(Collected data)
===============

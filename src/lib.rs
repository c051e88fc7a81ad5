//! A statistical semantic parser: a synchronous context-free grammar maps
//! natural-language sentences to meaning representations, an Earley chart
//! parser derives both sides in lockstep, and a maximum-entropy model
//! trained by inside-outside and L-BFGS ranks the derivations.

#[macro_use]
extern crate lazy_static;

pub mod chart;
pub mod dictionary;
pub mod earley;
pub mod gap;
pub mod grammar;
pub mod mask;
pub mod maxent;
pub mod model;
pub mod mrl;
pub mod optimize;
pub mod rules;
pub mod symbol;
pub mod syntree;
pub mod utils;

pub use crate::earley::ScfgParser;
pub use crate::gap::GapModel;
pub use crate::grammar::Grammar;
pub use crate::maxent::TrainOptions;
pub use crate::model::Model;
pub use crate::mrl::Example;
pub use crate::utils::Err;

#[test]
fn test_decode_through_public_api() {
  let gram: Grammar = "
start *n:Query
*n:Query -> ({ answer *n:City })
*n:City -> ({ capital *n:State })
*n:State -> ({ *t:Ident })
*n:Query -> ({ *t:Bound what is *n:City#1 *t:Bound })({ answer *n:City#1 })
*n:City -> ({ the capital of *n:State#1 })({ capital *n:State#1 })
"
  .parse()
  .unwrap();
  let mut model = Model::new(gram);
  let e = model.tokenize("what is the capital of 'oregon'");
  let out = model.decode(&e, 1);
  assert_eq!(out.len(), 1);
  assert_eq!(out[0].mr, "answer capital 'oregon'");
}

===============

# [What is being asked]
Copy range, inclusive: the line holding "pub mod symbol;" to the line holding "what is *n:City#1". Reproduce exactly those lines of the records above and no others.

# [Solution below]
pub mod symbol;
pub mod syntree;
pub mod utils;

pub use crate::earley::ScfgParser;
pub use crate::gap::GapModel;
pub use crate::grammar::Grammar;
pub use crate::maxent::TrainOptions;
pub use crate::model::Model;
pub use crate::mrl::Example;
pub use crate::utils::Err;

#[test]
fn test_decode_through_public_api() {
  let gram: Grammar = "
start *n:Query
*n:Query -> ({ answer *n:City })
*n:City -> ({ capital *n:State })
*n:State -> ({ *t:Ident })
*n:Query -> ({ *t:Bound what is *n:City#1 *t:Bound })({ answer *n:City#1 })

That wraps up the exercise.